Nothing can be heard over a vuvuzela.

For those who didn't watch the 2010 world cup, or have blocked out the memory:
[https://www.youtube.com/watch?v=bKCIFXqhLzo](https://www.youtube.com/watch?v=bKCIFXqhLzo)

------
mtgx
Couldn't Matrix clients adopt this as well, if only as an opt-in feature?
Perhaps some clients could even use it by default, and then if such a client
talks to a different client that has the feature opt-in, it would be
automatically enabled for the opt-in client, too.

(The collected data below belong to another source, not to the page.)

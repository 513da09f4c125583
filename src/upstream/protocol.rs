//! Pluggable upstream wire protocol
//!
//! A protocol knows how to encode a prepared prompt into the upstream's JSON
//! body and HTTP headers, and how to decode the upstream's SSE `data:` payloads
//! into provider-neutral [`StreamChunk`]s.

use crate::config::{UpstreamConfig, UpstreamKind};
use crate::error::UpstreamError;
use crate::handlers::openai::types::{FinishReason, Usage};
use crate::pool::Authenticator;
use crate::translator::UpstreamPrompt;
use std::fmt;
use std::sync::Arc;

/// One decoded unit of upstream output
#[derive(Debug, Clone, PartialEq)]
pub enum StreamChunk {
    Text(String),
    Reasoning(String),
    ToolCall(ToolCallFragment),
    Usage(Usage),
    Finish(FinishReason),
    /// The upstream reported a failure inside the stream
    Error(String),
}

/// Incremental piece of one tool call, addressed by a stable index
#[derive(Debug, Clone, Default, PartialEq, Eq)]
pub struct ToolCallFragment {
    pub index: u32,
    pub id: Option<String>,
    pub name: Option<String>,
    pub arguments: Option<String>,
}

/// What a protocol can carry beyond plain chat messages
#[derive(Debug, Clone, Copy, Default, PartialEq, Eq)]
pub struct Capabilities {
    /// Messages may use the `tool` role and carry `tool_calls`
    pub tool_role: bool,
    pub tools: bool,
    pub tool_choice: bool,
    pub stop: bool,
    pub penalties: bool,
}

/// Stateful decoder for one upstream response
pub trait EventDecoder: Send {
    /// Decode one SSE `data:` payload
    ///
    /// # Errors
    /// Returns [`UpstreamError::Protocol`] for payloads that are not valid
    /// events; callers log and skip them.
    fn decode(&mut self, data: &str) -> Result<Vec<StreamChunk>, UpstreamError>;
}

pub trait UpstreamProtocol: Send + Sync + fmt::Debug {
    fn name(&self) -> &'static str;

    fn capabilities(&self) -> Capabilities;

    fn completions_url(&self, base_url: &str) -> String;

    /// Encode the upstream body; always requests a streamed response
    fn build_body(&self, prompt: &UpstreamPrompt) -> serde_json::Value;

    /// Add authentication and provider-specific headers
    fn apply_headers(
        &self,
        request: reqwest::RequestBuilder,
        token: &str,
        config: &UpstreamConfig,
    ) -> reqwest::RequestBuilder;

    fn decoder(&self) -> Box<dyn EventDecoder>;

    /// Sign-in support for refreshing credentials, when the upstream has one
    fn authenticator(
        &self,
        http: reqwest::Client,
        config: &UpstreamConfig,
    ) -> Option<Arc<dyn Authenticator>>;
}

/// Protocol implementation for the configured upstream kind
pub fn protocol_for(kind: UpstreamKind) -> Arc<dyn UpstreamProtocol> {
    match kind {
        UpstreamKind::Zai => Arc::new(super::zai::ZaiProtocol),
        UpstreamKind::Openai => Arc::new(super::openai::OpenAiProtocol),
    }
}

I imagine this would work better for Matrix due to its federated nature than
it would for Signal.

The sub-2 seconds latency doesn't seem that bad, if it actually offers strong
anonymity at that level. I would've thought it would be more like 15-20
seconds, which would probably be useless for all but the actively under attack
targets.

------
ycmbntrthrwaway
The paper was published October 2015:
[https://pdos.csail.mit.edu/papers/vuvuzela:sosp15.pdf](https://pdos.csail.mit.edu/papers/vuvuzela:sosp15.pdf)

Also, previous discussion:
[https://news.ycombinator.com/item?id=10668494](https://news.ycombinator.com/item?id=10668494)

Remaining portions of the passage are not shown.